= WHAT YOU WILL DO =
Using the listing that follows, filter out every line lacking the string "TranslatorInterface" and return the rest.

#### MATERIAL FOR THIS TASK ####

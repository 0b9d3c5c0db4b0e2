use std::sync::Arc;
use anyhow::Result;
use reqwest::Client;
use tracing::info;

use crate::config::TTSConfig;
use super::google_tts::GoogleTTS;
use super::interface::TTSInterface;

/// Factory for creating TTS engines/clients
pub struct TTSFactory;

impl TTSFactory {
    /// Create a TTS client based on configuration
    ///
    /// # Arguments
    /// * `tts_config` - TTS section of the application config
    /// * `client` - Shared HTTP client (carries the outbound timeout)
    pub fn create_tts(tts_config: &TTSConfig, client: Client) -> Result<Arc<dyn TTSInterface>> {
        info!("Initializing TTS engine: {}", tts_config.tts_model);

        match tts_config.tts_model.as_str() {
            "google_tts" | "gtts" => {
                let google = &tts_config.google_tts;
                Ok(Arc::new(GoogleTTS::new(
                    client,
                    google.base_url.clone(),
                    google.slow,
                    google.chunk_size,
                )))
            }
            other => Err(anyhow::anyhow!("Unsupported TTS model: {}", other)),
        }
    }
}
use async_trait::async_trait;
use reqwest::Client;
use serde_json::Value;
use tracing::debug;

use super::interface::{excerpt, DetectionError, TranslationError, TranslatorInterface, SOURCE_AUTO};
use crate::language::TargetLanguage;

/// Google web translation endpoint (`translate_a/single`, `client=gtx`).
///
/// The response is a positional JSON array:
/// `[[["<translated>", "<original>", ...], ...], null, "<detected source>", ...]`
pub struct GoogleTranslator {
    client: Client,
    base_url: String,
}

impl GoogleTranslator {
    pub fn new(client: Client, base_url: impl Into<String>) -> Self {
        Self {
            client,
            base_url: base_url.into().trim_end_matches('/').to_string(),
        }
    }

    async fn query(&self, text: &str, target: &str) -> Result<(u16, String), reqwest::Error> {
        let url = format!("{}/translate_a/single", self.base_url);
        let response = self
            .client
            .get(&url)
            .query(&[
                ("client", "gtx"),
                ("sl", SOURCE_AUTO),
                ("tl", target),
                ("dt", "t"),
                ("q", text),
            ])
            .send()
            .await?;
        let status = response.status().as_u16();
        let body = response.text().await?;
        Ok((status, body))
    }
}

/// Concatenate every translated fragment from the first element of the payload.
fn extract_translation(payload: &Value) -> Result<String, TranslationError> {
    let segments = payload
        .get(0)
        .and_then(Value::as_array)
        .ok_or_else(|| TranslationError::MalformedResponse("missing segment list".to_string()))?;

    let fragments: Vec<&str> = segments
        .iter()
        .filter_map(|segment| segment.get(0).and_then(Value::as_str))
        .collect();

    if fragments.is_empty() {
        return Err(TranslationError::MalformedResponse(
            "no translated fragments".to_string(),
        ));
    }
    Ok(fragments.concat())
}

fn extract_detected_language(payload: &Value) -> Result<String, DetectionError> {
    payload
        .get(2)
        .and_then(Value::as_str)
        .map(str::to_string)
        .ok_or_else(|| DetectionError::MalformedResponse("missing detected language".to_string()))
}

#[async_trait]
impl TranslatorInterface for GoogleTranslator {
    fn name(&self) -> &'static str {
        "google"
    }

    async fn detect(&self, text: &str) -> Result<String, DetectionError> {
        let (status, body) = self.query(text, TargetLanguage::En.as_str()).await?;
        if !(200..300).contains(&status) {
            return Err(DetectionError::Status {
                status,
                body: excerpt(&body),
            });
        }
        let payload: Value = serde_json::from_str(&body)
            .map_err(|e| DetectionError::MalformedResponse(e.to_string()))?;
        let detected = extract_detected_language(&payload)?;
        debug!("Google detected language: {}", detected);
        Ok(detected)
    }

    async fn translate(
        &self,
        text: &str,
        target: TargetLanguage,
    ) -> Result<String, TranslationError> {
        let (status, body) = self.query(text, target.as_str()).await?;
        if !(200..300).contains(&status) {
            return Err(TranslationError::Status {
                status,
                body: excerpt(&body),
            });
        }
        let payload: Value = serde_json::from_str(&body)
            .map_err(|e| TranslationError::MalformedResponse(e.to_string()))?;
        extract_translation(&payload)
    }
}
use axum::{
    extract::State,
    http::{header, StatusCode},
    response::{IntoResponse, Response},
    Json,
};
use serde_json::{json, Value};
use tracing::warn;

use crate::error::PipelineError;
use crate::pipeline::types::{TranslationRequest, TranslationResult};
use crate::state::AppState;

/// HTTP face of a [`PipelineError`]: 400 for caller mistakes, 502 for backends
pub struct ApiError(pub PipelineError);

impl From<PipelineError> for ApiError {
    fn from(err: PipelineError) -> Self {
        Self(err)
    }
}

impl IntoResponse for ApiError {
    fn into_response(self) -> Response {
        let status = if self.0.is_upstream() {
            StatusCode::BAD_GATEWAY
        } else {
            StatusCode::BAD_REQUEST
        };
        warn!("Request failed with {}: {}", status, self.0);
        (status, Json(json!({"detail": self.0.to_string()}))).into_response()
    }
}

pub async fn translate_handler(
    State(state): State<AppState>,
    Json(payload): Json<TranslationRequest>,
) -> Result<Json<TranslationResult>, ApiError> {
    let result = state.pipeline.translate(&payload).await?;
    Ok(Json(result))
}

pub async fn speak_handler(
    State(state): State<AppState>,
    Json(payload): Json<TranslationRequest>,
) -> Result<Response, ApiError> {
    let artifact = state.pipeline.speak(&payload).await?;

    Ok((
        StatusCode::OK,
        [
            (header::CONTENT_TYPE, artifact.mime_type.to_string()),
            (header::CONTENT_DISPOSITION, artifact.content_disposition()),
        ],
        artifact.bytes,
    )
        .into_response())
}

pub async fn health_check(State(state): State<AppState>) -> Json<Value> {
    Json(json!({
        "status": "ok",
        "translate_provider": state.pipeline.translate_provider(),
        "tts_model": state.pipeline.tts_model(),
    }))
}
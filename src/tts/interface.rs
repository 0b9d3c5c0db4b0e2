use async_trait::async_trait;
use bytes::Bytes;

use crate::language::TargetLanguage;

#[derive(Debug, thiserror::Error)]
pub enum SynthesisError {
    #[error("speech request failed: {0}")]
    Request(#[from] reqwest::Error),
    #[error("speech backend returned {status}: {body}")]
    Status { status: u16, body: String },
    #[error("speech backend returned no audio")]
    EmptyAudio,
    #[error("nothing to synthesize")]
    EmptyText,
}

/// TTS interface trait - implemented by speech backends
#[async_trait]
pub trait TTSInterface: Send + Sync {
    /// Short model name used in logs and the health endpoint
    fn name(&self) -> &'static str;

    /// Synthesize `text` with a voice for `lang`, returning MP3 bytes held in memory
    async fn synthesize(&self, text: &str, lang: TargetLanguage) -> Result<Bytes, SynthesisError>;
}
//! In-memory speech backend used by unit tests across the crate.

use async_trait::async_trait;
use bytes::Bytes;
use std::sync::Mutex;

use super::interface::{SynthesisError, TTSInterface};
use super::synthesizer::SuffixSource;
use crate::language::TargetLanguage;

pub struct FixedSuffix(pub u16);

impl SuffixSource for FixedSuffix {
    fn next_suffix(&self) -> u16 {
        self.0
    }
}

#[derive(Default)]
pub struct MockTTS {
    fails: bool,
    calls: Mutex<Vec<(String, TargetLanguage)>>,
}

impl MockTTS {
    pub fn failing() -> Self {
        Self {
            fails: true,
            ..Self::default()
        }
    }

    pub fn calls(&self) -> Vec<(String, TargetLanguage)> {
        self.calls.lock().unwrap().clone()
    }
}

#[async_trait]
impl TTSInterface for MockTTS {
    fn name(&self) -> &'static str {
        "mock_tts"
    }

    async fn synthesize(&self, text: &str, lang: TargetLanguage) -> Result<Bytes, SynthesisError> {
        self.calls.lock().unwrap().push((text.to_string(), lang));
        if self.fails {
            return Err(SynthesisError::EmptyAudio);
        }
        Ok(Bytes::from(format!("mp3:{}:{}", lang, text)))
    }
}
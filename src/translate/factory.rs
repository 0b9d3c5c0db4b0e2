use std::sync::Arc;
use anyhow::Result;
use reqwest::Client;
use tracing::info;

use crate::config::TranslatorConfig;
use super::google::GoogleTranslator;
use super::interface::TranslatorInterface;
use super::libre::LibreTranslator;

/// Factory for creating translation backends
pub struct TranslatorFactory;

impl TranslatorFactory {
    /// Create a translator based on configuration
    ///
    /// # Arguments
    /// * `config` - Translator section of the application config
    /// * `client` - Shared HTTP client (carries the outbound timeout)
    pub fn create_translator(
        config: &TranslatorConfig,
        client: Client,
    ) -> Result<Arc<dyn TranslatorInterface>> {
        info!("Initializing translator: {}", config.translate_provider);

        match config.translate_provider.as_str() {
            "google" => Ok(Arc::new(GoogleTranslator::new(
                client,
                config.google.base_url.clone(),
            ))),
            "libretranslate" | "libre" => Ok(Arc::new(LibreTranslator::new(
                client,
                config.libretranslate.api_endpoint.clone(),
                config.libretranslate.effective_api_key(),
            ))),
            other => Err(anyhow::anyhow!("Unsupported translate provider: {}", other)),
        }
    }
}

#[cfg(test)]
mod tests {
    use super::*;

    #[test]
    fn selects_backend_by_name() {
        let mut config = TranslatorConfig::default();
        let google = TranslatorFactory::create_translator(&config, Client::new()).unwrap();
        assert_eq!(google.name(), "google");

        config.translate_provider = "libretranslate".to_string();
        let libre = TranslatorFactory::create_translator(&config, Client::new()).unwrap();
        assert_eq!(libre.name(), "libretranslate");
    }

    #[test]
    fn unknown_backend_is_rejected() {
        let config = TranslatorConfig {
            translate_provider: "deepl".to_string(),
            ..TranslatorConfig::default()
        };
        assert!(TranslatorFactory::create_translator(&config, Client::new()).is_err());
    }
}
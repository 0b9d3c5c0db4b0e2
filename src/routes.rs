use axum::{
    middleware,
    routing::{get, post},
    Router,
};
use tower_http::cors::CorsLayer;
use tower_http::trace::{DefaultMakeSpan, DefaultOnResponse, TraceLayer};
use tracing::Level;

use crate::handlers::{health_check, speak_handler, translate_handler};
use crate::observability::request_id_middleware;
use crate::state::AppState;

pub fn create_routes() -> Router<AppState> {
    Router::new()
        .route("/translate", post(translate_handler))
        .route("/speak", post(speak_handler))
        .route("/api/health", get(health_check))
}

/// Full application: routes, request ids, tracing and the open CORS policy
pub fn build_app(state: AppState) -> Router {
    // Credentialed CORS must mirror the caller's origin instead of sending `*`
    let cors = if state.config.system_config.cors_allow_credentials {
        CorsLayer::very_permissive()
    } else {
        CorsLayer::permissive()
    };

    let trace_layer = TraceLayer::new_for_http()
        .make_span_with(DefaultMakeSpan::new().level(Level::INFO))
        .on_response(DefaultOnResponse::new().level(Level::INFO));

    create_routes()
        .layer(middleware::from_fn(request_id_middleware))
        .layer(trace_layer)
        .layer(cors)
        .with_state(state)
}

####

= WRITTEN ANSWER =
use super::interface::{excerpt, DetectionError, TranslationError, TranslatorInterface, SOURCE_AUTO};
impl TranslatorInterface for GoogleTranslator {
use super::interface::TranslatorInterface;
    ) -> Result<Arc<dyn TranslatorInterface>> {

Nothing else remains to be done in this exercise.